[[ Given data, beginning ]]

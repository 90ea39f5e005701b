//! Anomaly Classifier
//!
//! Serving rule: fused degradation strictly above a cutoff. This is not the
//! residual rule used by calibration; serving has no reference truth.

use std::fmt;

use serde::{Deserialize, Serialize};

use crate::constants::FALLBACK_THRESHOLD;
use crate::logic::model::{LoadedThreshold, ThresholdSource};

#[derive(Debug, Clone, Copy, PartialEq, Eq, Serialize, Deserialize)]
pub enum RiskLabel {
    #[serde(rename = "Low Risk")]
    Low,
    #[serde(rename = "High Risk")]
    High,
}

impl RiskLabel {
    pub fn as_str(&self) -> &'static str {
        match self {
            RiskLabel::Low => "Low Risk",
            RiskLabel::High => "High Risk",
        }
    }
}

impl fmt::Display for RiskLabel {
    fn fmt(&self, f: &mut fmt::Formatter<'_>) -> fmt::Result {
        f.write_str(self.as_str())
    }
}

#[derive(Debug, Clone, Copy, PartialEq, Serialize, Deserialize)]
pub struct AnomalyVerdict {
    /// Value that was compared (fused degradation)
    pub value: f64,
    /// Cutoff it was compared against
    pub threshold: f64,
    pub is_anomaly: bool,
    pub risk_label: RiskLabel,
}

#[derive(Debug, Clone, PartialEq, Serialize, Deserialize)]
#[serde(default)]
pub struct AnomalyConfig {
    /// Fixed fused-degradation cutoff. `None` serves the calibrated threshold.
    pub serving_cutoff: Option<f64>,
    /// Threshold when no calibration artifact is available
    pub fallback_threshold: f64,
}

impl Default for AnomalyConfig {
    fn default() -> Self {
        Self {
            serving_cutoff: Some(27.0),
            fallback_threshold: FALLBACK_THRESHOLD,
        }
    }
}

impl AnomalyConfig {
    /// Resolve the reported threshold, substituting the configured fallback
    pub fn effective_threshold(&self, loaded: &LoadedThreshold) -> LoadedThreshold {
        match loaded.source {
            ThresholdSource::Calibrated => *loaded,
            ThresholdSource::Fallback => LoadedThreshold {
                value: self.fallback_threshold,
                ..*loaded
            },
        }
    }

    /// Cutoff applied to every request
    pub fn resolve_cutoff(&self, loaded: &LoadedThreshold) -> f64 {
        self.serving_cutoff
            .unwrap_or_else(|| self.effective_threshold(loaded).value)
    }

    pub fn validate(&self) -> Result<(), String> {
        if let Some(c) = self.serving_cutoff {
            if !c.is_finite() {
                return Err(format!("serving_cutoff must be finite, got {}", c));
            }
        }
        if !self.fallback_threshold.is_finite() {
            return Err("fallback_threshold must be finite".to_string());
        }
        Ok(())
    }
}

pub struct AnomalyClassifier;

impl AnomalyClassifier {
    pub fn classify(value: f64, cutoff: f64) -> AnomalyVerdict {
        let is_anomaly = value > cutoff;
        AnomalyVerdict {
            value,
            threshold: cutoff,
            is_anomaly,
            risk_label: if is_anomaly { RiskLabel::High } else { RiskLabel::Low },
        }
    }
}

#[cfg(test)]
mod tests {
    use super::*;

    #[test]
    fn test_strict_boundary() {
        let at = AnomalyClassifier::classify(27.0, 27.0);
        assert!(!at.is_anomaly);
        assert_eq!(at.risk_label, RiskLabel::Low);

        let above = AnomalyClassifier::classify(27.0001, 27.0);
        assert!(above.is_anomaly);
        assert_eq!(above.risk_label.as_str(), "High Risk");
    }

    #[test]
    fn test_label_serialization() {
        assert_eq!(serde_json::to_string(&RiskLabel::High).unwrap(), "\"High Risk\"");
        assert_eq!(serde_json::to_string(&RiskLabel::Low).unwrap(), "\"Low Risk\"");
    }

    #[test]
    fn test_resolve_cutoff() {
        let calibrated = LoadedThreshold::calibrated(22.5);

        assert_eq!(AnomalyConfig::default().resolve_cutoff(&calibrated), 27.0);

        let config = AnomalyConfig { serving_cutoff: None, ..Default::default() };
        assert_eq!(config.resolve_cutoff(&calibrated), 22.5);
        assert_eq!(config.resolve_cutoff(&LoadedThreshold::fallback()), FALLBACK_THRESHOLD);

        let config = AnomalyConfig { serving_cutoff: None, fallback_threshold: 15.0 };
        assert_eq!(config.resolve_cutoff(&LoadedThreshold::fallback()), 15.0);
    }
}
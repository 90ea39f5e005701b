//! SOH Calibration - offline residual threshold
//!
//! Scores a reference dataset with the installed estimator bundle, then writes
//! the threshold table the server reads at startup, per-row results and the
//! ROC points of the synthetic-label self-check.
//!
//! Usage:
//!   soh-calibrate --data data/student_data.csv --models models --out results

use std::path::PathBuf;

use anyhow::{Context, Result};
use clap::Parser;

use ev_soh_core::constants;
use ev_soh_core::logic::calibration::{run_calibration, CalibrationOutputs};
use ev_soh_core::{ModelBundle, PipelineConfig};

#[derive(Parser, Debug)]
#[command(name = "soh-calibrate")]
#[command(about = "Compute the residual anomaly threshold from a reference dataset")]
struct Args {
    /// Reference CSV (battery_type,total_dist_km,charging_time_min,SOH_teacher)
    #[arg(long)]
    data: PathBuf,

    /// Model directory containing manifest.json (default: SOH_MODEL_DIR)
    #[arg(long)]
    models: Option<PathBuf>,

    /// Output directory (default: directory of SOH_METRICS_PATH)
    #[arg(long)]
    out: Option<PathBuf>,

    /// Std multiplier; overrides the pipeline config
    #[arg(long)]
    k: Option<f64>,

    /// Pipeline config JSON (default: SOH_PIPELINE_CONFIG)
    #[arg(long)]
    config: Option<PathBuf>,
}

fn main() -> Result<()> {
    env_logger::Builder::from_env(env_logger::Env::default().default_filter_or("info")).init();

    let args = Args::parse();
    log::info!("soh-calibrate v{}", constants::APP_VERSION);

    let config_path = args.config.or_else(constants::get_pipeline_config_path);
    let config = PipelineConfig::load_or_default(config_path.as_deref())
        .context("Failed to load pipeline config")?;

    let mut calibration = config.calibration.clone();
    if let Some(k) = args.k {
        calibration.k = k;
    }
    calibration
        .validate()
        .map_err(|e| anyhow::anyhow!("Invalid calibration settings: {}", e))?;

    let model_dir = args.models.unwrap_or_else(constants::get_model_dir);
    let bundle = ModelBundle::load_strict(&model_dir)
        .with_context(|| format!("Failed to load estimators from {}", model_dir.display()))?;

    let out_dir = match args.out {
        Some(dir) => dir,
        None => constants::get_metrics_path(&model_dir)
            .parent()
            .map(|p| p.to_path_buf())
            .unwrap_or_else(|| PathBuf::from(".")),
    };
    let outputs = CalibrationOutputs::in_dir(&out_dir);

    let report = run_calibration(&bundle, &args.data, &outputs, calibration)
        .with_context(|| format!("Calibration failed for {}", args.data.display()))?;

    log::info!(
        "Threshold (3SD) = {:.4} over {} rows (R2 {:.4}, RMSE {:.4}, MAE {:.4})",
        report.statistics.threshold,
        report.sample_count,
        report.fit.r2,
        report.fit.rmse,
        report.fit.mae
    );
    log::info!("Metrics: {}", outputs.metrics.display());
    log::info!("Results: {}", outputs.results.display());
    log::info!("ROC:     {}", outputs.roc.display());

    Ok(())
}
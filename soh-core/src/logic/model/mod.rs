//! Model Module - Estimators & Calibrated Threshold
//!
//! Tách logic inference khỏi pipeline: the cascade only sees the
//! `Estimator` trait and an immutable `ModelBundle`.

pub mod bundle;
pub mod estimator;
pub mod linear;
pub mod onnx;
pub mod threshold;

#[cfg(test)]
mod tests;

// Re-export common types
pub use bundle::{ArtifactEntry, BundleStatus, ModelBundle, ModelManifest, ModelRole};
pub use estimator::{Estimator, EstimatorKind};
pub use linear::{LinearEstimator, LinearModelSpec, Standardization};
pub use onnx::{encode_row, OnnxEstimator};
pub use threshold::{LoadedThreshold, ReferenceResidualStatistics, ThresholdSource};
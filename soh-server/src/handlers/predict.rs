//! Prediction handler
//!
//! Registry lookup, then one orchestrator run on the blocking pool.

use axum::{extract::State, Json};
use chrono::Utc;
use uuid::Uuid;
use validator::Validate;

use ev_soh_core::{PredictionReport, PredictionRequest, SohError};

use crate::{AppResult, AppState};
use crate::models::{PredictRequest, Vehicle};

pub async fn predict(
    State(state): State<AppState>,
    Json(req): Json<PredictRequest>,
) -> AppResult<Json<PredictionReport>> {
    req.validate()?;

    let request_id = Uuid::new_v4();

    let vehicle = Vehicle::find(&state.pool, &req.user_id, &req.vehicle_id)
        .await?
        .ok_or_else(|| SohError::NotRegistered {
            user_id: req.user_id.clone(),
            vehicle_id: req.vehicle_id.clone(),
        })?;

    let request = PredictionRequest {
        input: req.input(&vehicle.battery_type),
        valuation: vehicle.valuation(Utc::now().date_naive()),
    };

    tracing::debug!(%request_id, input = ?request.input, "Prediction requested");

    let engine = state.engine.clone();
    let result = tokio::task::spawn_blocking(move || engine.predict(&request)).await?;

    let report = result.map_err(|e| {
        tracing::error!(%request_id, error = %e, "Prediction failed");
        e
    })?;

    tracing::info!(
        %request_id,
        user_id = %req.user_id,
        vehicle_id = %req.vehicle_id,
        soh = report.predicted_soh,
        anomaly = report.anomaly_warning,
        "Prediction served"
    );

    Ok(Json(report))
}
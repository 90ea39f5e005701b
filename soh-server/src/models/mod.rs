//! Data models

pub mod prediction;
pub mod vehicle;

pub use prediction::*;
pub use vehicle::*;
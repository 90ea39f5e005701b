//! Physics Fusion - blend model output with a closed-form decay term
//!
//! Stage 2 can be nearly flat across inputs. The physics term keeps the
//! final estimate responsive to distance and cycle count.

use serde::{Deserialize, Serialize};

use crate::error::{SohError, SohResult};
use crate::logic::features::{LatentFeatureVector, VehicleInput};

#[derive(Debug, Clone, PartialEq, Serialize, Deserialize)]
#[serde(default)]
pub struct FusionConfig {
    /// Degradation points per 1000 km
    pub mileage_decay_per_1000_km: f64,
    /// Degradation points per 100 predicted cycles
    pub cycle_decay_per_100_cycles: f64,
    pub model_weight: f64,
    pub physics_weight: f64,
    pub min_degradation: f64,
    pub max_degradation: f64,
}

impl Default for FusionConfig {
    fn default() -> Self {
        Self {
            mileage_decay_per_1000_km: 0.15,
            cycle_decay_per_100_cycles: 0.5,
            model_weight: 0.4,
            physics_weight: 0.6,
            min_degradation: 0.0,
            max_degradation: 40.0,
        }
    }
}

impl FusionConfig {
    pub fn validate(&self) -> Result<(), String> {
        let values = [
            self.mileage_decay_per_1000_km,
            self.cycle_decay_per_100_cycles,
            self.model_weight,
            self.physics_weight,
            self.min_degradation,
            self.max_degradation,
        ];
        if values.iter().any(|v| !v.is_finite()) {
            return Err("fusion constants must be finite".to_string());
        }
        if self.min_degradation < 0.0 || self.max_degradation > 100.0 || self.min_degradation > self.max_degradation {
            return Err(format!(
                "degradation bounds [{}, {}] must satisfy 0 <= min <= max <= 100",
                self.min_degradation, self.max_degradation
            ));
        }
        Ok(())
    }
}

/// Output of the fusion step
#[derive(Debug, Clone, Copy, PartialEq, Serialize, Deserialize)]
pub struct DegradationEstimate {
    pub raw_model_degradation: f64,
    pub physics_degradation: f64,
    /// Clamped to the configured bounds
    pub final_degradation: f64,
    /// 100 - final_degradation
    pub predicted_soh: f64,
}

#[derive(Debug, Clone, Copy)]
pub struct PhysicsFusionEngine<'a> {
    config: &'a FusionConfig,
}

impl<'a> PhysicsFusionEngine<'a> {
    pub fn new(config: &'a FusionConfig) -> Self {
        Self { config }
    }

    pub fn physics_degradation(&self, total_distance_km: f64, predicted_charging_cycles: f64) -> f64 {
        let mileage_decay = (total_distance_km / 1000.0) * self.config.mileage_decay_per_1000_km;
        let cycle_decay = (predicted_charging_cycles / 100.0) * self.config.cycle_decay_per_100_cycles;
        mileage_decay + cycle_decay
    }

    pub fn fuse(
        &self,
        raw_degradation: f64,
        input: &VehicleInput,
        latent: &LatentFeatureVector,
    ) -> SohResult<DegradationEstimate> {
        let physics = self.physics_degradation(input.total_distance_km, latent.predicted_charging_cycles);
        let blended = raw_degradation * self.config.model_weight + physics * self.config.physics_weight;

        // clamp() would pass NaN through
        if !blended.is_finite() {
            return Err(SohError::internal(
                "fusion",
                format!("non-finite blend (raw={}, physics={})", raw_degradation, physics),
            ));
        }

        let final_degradation = blended.clamp(self.config.min_degradation, self.config.max_degradation);

        Ok(DegradationEstimate {
            raw_model_degradation: raw_degradation,
            physics_degradation: physics,
            final_degradation,
            predicted_soh: 100.0 - final_degradation,
        })
    }
}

[[ Given data, end ]]

- [Task brief] With "Copy" as the search string, filter the records and return each line that has it.

- [Solution for this problem]
#[derive(Debug, Clone, Copy, PartialEq, Eq, Serialize, Deserialize)]
#[derive(Debug, Clone, Copy, PartialEq, Serialize, Deserialize)]
#[derive(Debug, Clone, Copy, PartialEq, Serialize, Deserialize)]
#[derive(Debug, Clone, Copy)]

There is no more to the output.